**TASK DIRECTIONS:**
Find every line of the listing below where "LogConfig" appears, and copy it.

######

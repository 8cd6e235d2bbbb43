//! Repo sync behaviour against a recording git backend.

use std::collections::HashSet;
use std::path::{Path, PathBuf};
use std::sync::atomic::{AtomicUsize, Ordering};
use std::sync::{Arc, Mutex};
use std::time::Duration;

use async_trait::async_trait;
use docs_sandbox::sync::{report, sync_repos, GitBackend, SyncAction, SyncOptions, SyncOutcome};
use docs_sandbox::{Error, RepoDescriptor, Result};

#[derive(Default)]
struct RecordingGit {
    existing: HashSet<PathBuf>,
    failing: HashSet<String>,
    clones: Mutex<Vec<Vec<String>>>,
    pulls: Mutex<Vec<PathBuf>>,
    in_flight: AtomicUsize,
    peak: AtomicUsize,
}

impl RecordingGit {
    fn with_existing(mut self, path: impl Into<PathBuf>) -> Self {
        self.existing.insert(path.into());
        self
    }

    fn failing_on(mut self, needle: &str) -> Self {
        self.failing.insert(needle.to_string());
        self
    }

    async fn work(&self, subject: &str) -> Result<()> {
        let now = self.in_flight.fetch_add(1, Ordering::SeqCst) + 1;
        self.peak.fetch_max(now, Ordering::SeqCst);
        tokio::time::sleep(Duration::from_millis(20)).await;
        self.in_flight.fetch_sub(1, Ordering::SeqCst);

        if self.failing.iter().any(|needle| subject.contains(needle.as_str())) {
            return Err(Error::Git(format!("{subject}: exit status 128")));
        }
        Ok(())
    }
}

#[async_trait]
impl GitBackend for RecordingGit {
    async fn prepare(&self, _base_dir: &Path) -> Result<()> {
        Ok(())
    }

    async fn is_dir(&self, path: &Path) -> Result<bool> {
        Ok(self.existing.contains(path))
    }

    async fn clone_repo(&self, args: &[String]) -> Result<()> {
        self.clones.lock().unwrap().push(args.to_vec());
        self.work(&args.join(" ")).await
    }

    async fn pull(&self, repo_path: &Path) -> Result<()> {
        self.pulls.lock().unwrap().push(repo_path.to_path_buf());
        self.work(&repo_path.to_string_lossy()).await
    }

    async fn current_branch(&self, _repo_path: &Path) -> Result<String> {
        Ok("main".to_string())
    }
}

fn repo(name: &str, branch: Option<&str>) -> RepoDescriptor {
    RepoDescriptor {
        name: name.to_string(),
        display_name: name.to_string(),
        url: format!("https://example.test/{name}.git"),
        branch: branch.map(String::from),
    }
}

#[tokio::test]
async fn existing_checkout_is_pulled_never_cloned() {
    let git = Arc::new(RecordingGit::default().with_existing("/vol/repos/effect"));
    let results = sync_repos(
        git.clone(),
        &[repo("effect", None)],
        Path::new("/vol/repos"),
        &SyncOptions::default(),
    )
    .await
    .unwrap();

    assert!(git.clones.lock().unwrap().is_empty());
    assert_eq!(*git.pulls.lock().unwrap(), vec![PathBuf::from("/vol/repos/effect")]);
    assert!(matches!(
        results[0].outcome,
        SyncOutcome::Synced {
            action: SyncAction::Pulled,
            ..
        }
    ));
}

#[tokio::test]
async fn missing_checkout_is_shallow_cloned_on_its_branch() {
    let git = Arc::new(RecordingGit::default());
    sync_repos(
        git.clone(),
        &[repo("opencode", Some("production")), repo("svelte", None)],
        Path::new("/vol/repos"),
        &SyncOptions::default(),
    )
    .await
    .unwrap();

    let mut clones = git.clones.lock().unwrap().clone();
    // Sorted by target directory.
    clones.sort_by(|a, b| a.last().cmp(&b.last()));
    assert_eq!(
        clones,
        vec![
            vec![
                "clone",
                "--depth",
                "1",
                "--single-branch",
                "--branch",
                "production",
                "https://example.test/opencode.git",
                "/vol/repos/opencode",
            ],
            vec![
                "clone",
                "--depth",
                "1",
                "--single-branch",
                "--branch",
                "main",
                "https://example.test/svelte.git",
                "/vol/repos/svelte",
            ],
        ]
    );
    assert!(git.pulls.lock().unwrap().is_empty());
}

#[tokio::test]
async fn failures_are_isolated_and_ordered() {
    let git = Arc::new(
        RecordingGit::default()
            .with_existing("/vol/repos/b")
            .failing_on("/vol/repos/b")
            .failing_on("d.git"),
    );
    let repos: Vec<_> = ["a", "b", "c", "d", "e", "f", "g"]
        .iter()
        .map(|name| repo(name, None))
        .collect();

    let results = sync_repos(git, &repos, Path::new("/vol/repos"), &SyncOptions::default())
        .await
        .unwrap();

    assert_eq!(results.len(), 7);
    let names: Vec<_> = results.iter().map(|r| r.name.as_str()).collect();
    assert_eq!(names, ["a", "b", "c", "d", "e", "f", "g"]);

    let failed: Vec<_> = results
        .iter()
        .filter(|r| !r.is_success())
        .map(|r| r.name.as_str())
        .collect();
    assert_eq!(failed, ["b", "d"]);
    assert_eq!(report(&results).len(), 5);
    assert_eq!(results[2].path(), Some(Path::new("/vol/repos/c")));
}

#[tokio::test]
async fn never_more_than_five_in_flight() {
    let git = Arc::new(RecordingGit::default());
    let repos: Vec<_> = (0..12).map(|i| repo(&format!("repo-{i}"), None)).collect();

    let results = sync_repos(
        git.clone(),
        &repos,
        Path::new("/vol/repos"),
        &SyncOptions::default(),
    )
    .await
    .unwrap();

    assert_eq!(results.len(), 12);
    let peak = git.peak.load(Ordering::SeqCst);
    assert!(peak <= 5, "peak concurrency was {peak}");
    assert!(peak > 1, "sync did not run concurrently");
}

#[tokio::test]
async fn duplicate_descriptors_each_get_a_result() {
    let git = Arc::new(RecordingGit::default());
    let repos = vec![repo("effect", None), repo("effect", None)];

    let results = sync_repos(git.clone(), &repos, Path::new("/vol"), &SyncOptions::default())
        .await
        .unwrap();

    assert_eq!(results.len(), 2);
    assert_eq!(git.clones.lock().unwrap().len(), 2);
}
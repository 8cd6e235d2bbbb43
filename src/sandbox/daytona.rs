//! Daytona REST API client.

use std::time::Duration;

use async_trait::async_trait;
use reqwest::header::{HeaderMap, HeaderValue, AUTHORIZATION};
use reqwest::{Method, RequestBuilder, Response};
use serde::de::DeserializeOwned;
use serde::Deserialize;
use serde_json::{json, Value};

use crate::backoff::PollSchedule;
use crate::error::{Error, Result};

use super::provider::{
    CreateSandboxParams, ExecResponse, FileEntry, PreviewLink, SandboxApi, SandboxInfo,
    SandboxSource, SessionCommand, SessionExecRequest, SnapshotParams, SshAccess,
};

/// Default Daytona API endpoint.
pub const DEFAULT_API_URL: &str = "https://app.daytona.io/api";

/// Default region for new sandboxes.
pub const DEFAULT_TARGET: &str = "us";

const SOURCE_HEADER: &str = "x-daytona-source";

#[derive(Debug, Deserialize)]
struct StateResponse {
    #[serde(default)]
    id: Option<String>,
    #[serde(default)]
    state: Option<String>,
    #[serde(default, rename = "errorReason")]
    error_reason: Option<String>,
}

/// Client for the Daytona sandbox API.
#[derive(Clone, Debug)]
pub struct DaytonaClient {
    base_url: String,
    target: String,
    http: reqwest::Client,
    start_timeout: Duration,
    snapshot_timeout: Duration,
}

impl DaytonaClient {
    /// Creates a client authenticated with `api_key`.
    pub fn new(api_key: &str, base_url: impl Into<String>, target: impl Into<String>) -> Result<Self> {
        let mut base_url = base_url.into();
        while base_url.ends_with('/') {
            base_url.pop();
        }

        let mut headers = HeaderMap::new();
        let bearer = HeaderValue::from_str(&format!("Bearer {api_key}"))
            .map_err(|e| Error::Config(format!("invalid DAYTONA_API_KEY: {e}")))?;
        headers.insert(AUTHORIZATION, bearer);
        headers.insert(SOURCE_HEADER, HeaderValue::from_static("docs-sandbox"));

        let http = reqwest::Client::builder()
            .default_headers(headers)
            .build()?;

        Ok(Self {
            base_url,
            target: target.into(),
            http,
            start_timeout: Duration::from_secs(60),
            snapshot_timeout: Duration::from_secs(30 * 60),
        })
    }

    /// Overrides how long `create` waits for a sandbox to start.
    pub fn with_start_timeout(mut self, timeout: Duration) -> Self {
        self.start_timeout = timeout;
        self
    }

    /// Overrides how long `create_snapshot` waits for the build.
    pub fn with_snapshot_timeout(mut self, timeout: Duration) -> Self {
        self.snapshot_timeout = timeout;
        self
    }

    fn url(&self, path: &str) -> String {
        format!("{}{}", self.base_url, path)
    }

    fn toolbox(&self, sandbox_id: &str, path: &str) -> String {
        self.url(&format!("/toolbox/{sandbox_id}/toolbox{path}"))
    }

    async fn send(&self, method: Method, url: &str, req: RequestBuilder) -> Result<Response> {
        tracing::debug!(%method, %url, "daytona request");
        let res = req.send().await?;
        let status = res.status();
        if !status.is_success() {
            let body = res.text().await.unwrap_or_default();
            return Err(Error::Api {
                method: method.to_string(),
                url: url.to_string(),
                status: status.as_u16(),
                body,
            });
        }
        Ok(res)
    }

    async fn send_json<T: DeserializeOwned>(
        &self,
        method: Method,
        url: &str,
        req: RequestBuilder,
    ) -> Result<T> {
        let res = self.send(method, url, req).await?;
        Ok(res.json::<T>().await?)
    }

    async fn sandbox_state(&self, sandbox_id: &str) -> Result<StateResponse> {
        let url = self.url(&format!("/sandbox/{sandbox_id}"));
        self.send_json(Method::GET, &url, self.http.get(&url)).await
    }

    async fn wait_until_started(&self, sandbox_id: &str, mut state: Option<String>) -> Result<()> {
        let mut schedule = PollSchedule::new(
            Duration::from_millis(250),
            Duration::from_secs(2),
            self.start_timeout,
        );
        loop {
            match state.as_deref() {
                Some("started") => return Ok(()),
                Some("error") | Some("build_failed") => {
                    return Err(Error::sandbox(
                        "create",
                        format!("sandbox {sandbox_id} entered state {}", state.as_deref().unwrap_or_default()),
                    ));
                }
                _ => {}
            }
            if !schedule.tick().await {
                return Err(Error::sandbox(
                    "create",
                    format!("sandbox {sandbox_id} did not start within {:?}", self.start_timeout),
                ));
            }
            let current = self.sandbox_state(sandbox_id).await?;
            if let Some(reason) = current.error_reason.as_deref() {
                tracing::warn!(sandbox_id, reason, "sandbox reported an error");
            }
            state = current.state;
        }
    }

    /// Logs build output not yet seen. The endpoint returns the whole log
    /// so far; `seen` counts the lines already emitted.
    async fn emit_build_logs(&self, snapshot_id: &str, seen: &mut usize) {
        let url = self.url(&format!("/snapshots/{snapshot_id}/build-logs"));
        match self.send(Method::GET, &url, self.http.get(&url)).await {
            Ok(res) => {
                let text = res.text().await.unwrap_or_default();
                let mut total = 0;
                for (i, line) in text.lines().enumerate() {
                    total = i + 1;
                    if i >= *seen {
                        tracing::info!(target: "docs_sandbox::snapshot_build", "{}", line);
                    }
                }
                *seen = (*seen).max(total);
            }
            Err(e) => tracing::debug!(error = %e, "build logs unavailable"),
        }
    }
}

fn create_body(params: &CreateSandboxParams, target: &str) -> Value {
    let mut body = json!({
        "env": params.env_vars,
        "public": params.public,
        "autoStopInterval": params.auto_stop_interval,
        "target": target,
    });
    match &params.source {
        SandboxSource::Snapshot(name) => {
            body["snapshot"] = json!(name);
        }
        SandboxSource::Image(image) => {
            body["buildInfo"] = json!({ "dockerfileContent": image.to_dockerfile() });
        }
    }
    if let Some(res) = params.resources {
        body["cpu"] = json!(res.cpu);
        body["memory"] = json!(res.memory);
        body["disk"] = json!(res.disk);
    }
    body
}

#[async_trait]
impl SandboxApi for DaytonaClient {
    async fn create(&self, params: CreateSandboxParams) -> Result<SandboxInfo> {
        let url = self.url("/sandbox");
        let body = create_body(&params, &self.target);
        let created: StateResponse = self
            .send_json(Method::POST, &url, self.http.post(&url).json(&body))
            .await?;
        let id = created
            .id
            .ok_or_else(|| Error::sandbox("create", "response did not include a sandbox id"))?;

        tracing::info!(sandbox_id = %id, state = ?created.state, "sandbox created");
        self.wait_until_started(&id, created.state.clone()).await?;

        Ok(SandboxInfo {
            id,
            state: Some("started".to_string()),
        })
    }

    async fn create_folder(&self, sandbox_id: &str, path: &str, mode: &str) -> Result<()> {
        let url = self.toolbox(sandbox_id, "/files/folder");
        let req = self
            .http
            .post(&url)
            .query(&[("path", path), ("mode", mode)]);
        self.send(Method::POST, &url, req).await?;
        Ok(())
    }

    async fn upload_file(&self, sandbox_id: &str, path: &str, content: Vec<u8>) -> Result<()> {
        let url = self.toolbox(sandbox_id, "/files/upload");
        let file_name = path.rsplit('/').next().unwrap_or(path).to_string();
        let part = reqwest::multipart::Part::bytes(content).file_name(file_name);
        let form = reqwest::multipart::Form::new().part("file", part);
        let req = self.http.post(&url).query(&[("path", path)]).multipart(form);
        self.send(Method::POST, &url, req).await?;
        Ok(())
    }

    async fn download_file(&self, sandbox_id: &str, path: &str) -> Result<Vec<u8>> {
        let url = self.toolbox(sandbox_id, "/files/download");
        let req = self.http.get(&url).query(&[("path", path)]);
        let res = self.send(Method::GET, &url, req).await?;
        Ok(res.bytes().await?.to_vec())
    }

    async fn list_files(&self, sandbox_id: &str, path: &str) -> Result<Vec<FileEntry>> {
        let url = self.toolbox(sandbox_id, "/files");
        let req = self.http.get(&url).query(&[("path", path)]);
        self.send_json(Method::GET, &url, req).await
    }

    async fn execute_command(
        &self,
        sandbox_id: &str,
        command: &str,
        cwd: Option<&str>,
    ) -> Result<ExecResponse> {
        let url = self.toolbox(sandbox_id, "/process/execute");
        let mut body = json!({ "command": command });
        if let Some(cwd) = cwd {
            body["cwd"] = json!(cwd);
        }
        self.send_json(Method::POST, &url, self.http.post(&url).json(&body))
            .await
    }

    async fn create_session(&self, sandbox_id: &str, session_id: &str) -> Result<()> {
        let url = self.toolbox(sandbox_id, "/process/session");
        let body = json!({ "sessionId": session_id });
        self.send(Method::POST, &url, self.http.post(&url).json(&body))
            .await?;
        Ok(())
    }

    async fn execute_session_command(
        &self,
        sandbox_id: &str,
        session_id: &str,
        request: SessionExecRequest,
    ) -> Result<SessionCommand> {
        let url = self.toolbox(sandbox_id, &format!("/process/session/{session_id}/exec"));
        self.send_json(Method::POST, &url, self.http.post(&url).json(&request))
            .await
    }

    async fn session_command_logs(
        &self,
        sandbox_id: &str,
        session_id: &str,
        command_id: &str,
    ) -> Result<String> {
        let url = self.toolbox(
            sandbox_id,
            &format!("/process/session/{session_id}/command/{command_id}/logs"),
        );
        let res = self.send(Method::GET, &url, self.http.get(&url)).await?;
        Ok(res.text().await?)
    }

    async fn delete_session(&self, sandbox_id: &str, session_id: &str) -> Result<()> {
        let url = self.toolbox(sandbox_id, &format!("/process/session/{session_id}"));
        self.send(Method::DELETE, &url, self.http.delete(&url))
            .await?;
        Ok(())
    }

    async fn preview_link(&self, sandbox_id: &str, port: u16) -> Result<PreviewLink> {
        let url = self.url(&format!("/sandbox/{sandbox_id}/ports/{port}/preview-url"));
        self.send_json(Method::GET, &url, self.http.get(&url)).await
    }

    async fn create_ssh_access(
        &self,
        sandbox_id: &str,
        expires_in_minutes: u32,
    ) -> Result<SshAccess> {
        let url = self.url(&format!("/sandbox/{sandbox_id}/ssh-access"));
        let req = self
            .http
            .post(&url)
            .query(&[("expiresInMinutes", expires_in_minutes)]);
        self.send_json(Method::POST, &url, req).await
    }

    async fn delete(&self, sandbox_id: &str) -> Result<()> {
        let url = self.url(&format!("/sandbox/{sandbox_id}"));
        self.send(Method::DELETE, &url, self.http.delete(&url))
            .await?;
        Ok(())
    }

    async fn create_snapshot(&self, params: SnapshotParams) -> Result<()> {
        let url = self.url("/snapshots");
        let body = json!({
            "name": params.name,
            "buildInfo": { "dockerfileContent": params.image.to_dockerfile() },
            "cpu": params.resources.cpu,
            "memory": params.resources.memory,
            "disk": params.resources.disk,
        });
        let created: StateResponse = self
            .send_json(Method::POST, &url, self.http.post(&url).json(&body))
            .await?;
        let id = created.id.unwrap_or_else(|| params.name.clone());
        tracing::info!(snapshot = %params.name, snapshot_id = %id, "snapshot build submitted");

        let mut schedule = PollSchedule::new(
            Duration::from_secs(1),
            Duration::from_secs(15),
            self.snapshot_timeout,
        );
        let mut state = created.state;
        let mut seen_log_lines = 0;
        loop {
            self.emit_build_logs(&id, &mut seen_log_lines).await;
            match state.as_deref() {
                Some("active") => return Ok(()),
                Some("error") | Some("build_failed") => {
                    return Err(Error::sandbox(
                        "snapshot",
                        format!("snapshot {} entered state {}", params.name, state.as_deref().unwrap_or_default()),
                    ));
                }
                _ => {}
            }
            if !schedule.tick().await {
                return Err(Error::sandbox(
                    "snapshot",
                    format!("snapshot {} not active within {:?}", params.name, self.snapshot_timeout),
                ));
            }
            let url = self.url(&format!("/snapshots/{id}"));
            let current: StateResponse =
                self.send_json(Method::GET, &url, self.http.get(&url)).await?;
            tracing::debug!(snapshot_id = %id, state = ?current.state, "snapshot build state");
            state = current.state;
        }
    }
}

#[cfg(test)]
mod tests {
    use std::collections::HashMap;

    use super::*;
    use crate::sandbox::provider::{ImageSpec, Resources};

    #[test]
    fn trims_trailing_slashes_from_base_url() {
        let client = DaytonaClient::new("key", "https://example.test/api//", "us").unwrap();
        assert_eq!(client.url("/sandbox"), "https://example.test/api/sandbox");
        assert_eq!(
            client.toolbox("abc", "/files"),
            "https://example.test/api/toolbox/abc/toolbox/files"
        );
    }

    #[test]
    fn rejects_api_key_with_control_characters() {
        let err = DaytonaClient::new("bad\nkey", DEFAULT_API_URL, DEFAULT_TARGET).unwrap_err();
        assert!(matches!(err, Error::Config(_)));
    }

    #[test]
    fn snapshot_source_sets_snapshot_field() {
        let params = CreateSandboxParams {
            source: SandboxSource::Snapshot("effect-docs-snapshot".to_string()),
            env_vars: HashMap::from([("A".to_string(), "1".to_string())]),
            public: true,
            auto_stop_interval: 10,
            resources: None,
        };
        let body = create_body(&params, "us");
        assert_eq!(body["snapshot"], "effect-docs-snapshot");
        assert_eq!(body["autoStopInterval"], 10);
        assert_eq!(body["env"]["A"], "1");
        assert!(body.get("cpu").is_none());
    }

    #[test]
    fn image_source_sends_dockerfile_and_resources() {
        let params = CreateSandboxParams {
            source: SandboxSource::Image(ImageSpec::base("debian:stable-slim")),
            env_vars: HashMap::new(),
            public: true,
            auto_stop_interval: 0,
            resources: Some(Resources::IMAGE),
        };
        let body = create_body(&params, "eu");
        assert_eq!(
            body["buildInfo"]["dockerfileContent"],
            "FROM debian:stable-slim\n"
        );
        assert_eq!(body["cpu"], 2);
        assert_eq!(body["memory"], 3);
        assert_eq!(body["disk"], 4);
        assert_eq!(body["target"], "eu");
    }
}
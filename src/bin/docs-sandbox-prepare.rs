//! Writes the agent configuration into the local volume and syncs the
//! context repos next to it.

use std::process::ExitCode;

use docs_sandbox::config::{ExitPolicy, Settings, Validate};
use docs_sandbox::local::LocalVolume;
use docs_sandbox::logging::{self, LogConfig};
use docs_sandbox::Result;

#[tokio::main]
async fn main() -> ExitCode {
    if let Err(e) = logging::init(&LogConfig::default()) {
        eprintln!("{e}");
    }

    let settings = match Settings::from_env() {
        Ok(settings) => settings,
        Err(e) => return ExitPolicy::Clean.exit_code(&Err(e)),
    };
    let policy = settings.exit_policy_or(ExitPolicy::Clean);
    policy.exit_code(&run(&settings).await)
}

async fn run(settings: &Settings) -> Result<()> {
    settings.validate().into_result()?;

    let volume = LocalVolume::new(&settings.volume_root, settings.context_registry()?);
    volume.prepare().await?;
    Ok(())
}
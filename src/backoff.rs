//! Bounded exponential polling for long-running remote operations.

use std::time::Duration;

use tokio::time::Instant;

/// Polls with a doubling interval until a deadline passes.
#[derive(Debug, Clone)]
pub struct PollSchedule {
    interval: Duration,
    max_interval: Duration,
    deadline: Instant,
}

impl PollSchedule {
    /// Starts polling at `initial`, never waiting longer than `max_interval`
    /// between attempts, for at most `budget` overall.
    pub fn new(initial: Duration, max_interval: Duration, budget: Duration) -> Self {
        Self {
            interval: initial,
            max_interval,
            deadline: Instant::now() + budget,
        }
    }

    /// Interval the next call to [`PollSchedule::tick`] will sleep for.
    pub fn interval(&self) -> Duration {
        self.interval
    }

    /// Sleeps for the current interval and doubles it.
    ///
    /// Returns `false` without sleeping once the deadline has passed.
    pub async fn tick(&mut self) -> bool {
        let now = Instant::now();
        if now >= self.deadline {
            return false;
        }
        let sleep_for = self.interval.min(self.deadline - now);
        tokio::time::sleep(sleep_for).await;
        self.interval = (self.interval * 2).min(self.max_interval);
        true
    }
}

######

**SOLUTION FOR THIS PROBLEM:**
use docs_sandbox::logging::{self, LogConfig};
    if let Err(e) = logging::init(&LogConfig::default()) {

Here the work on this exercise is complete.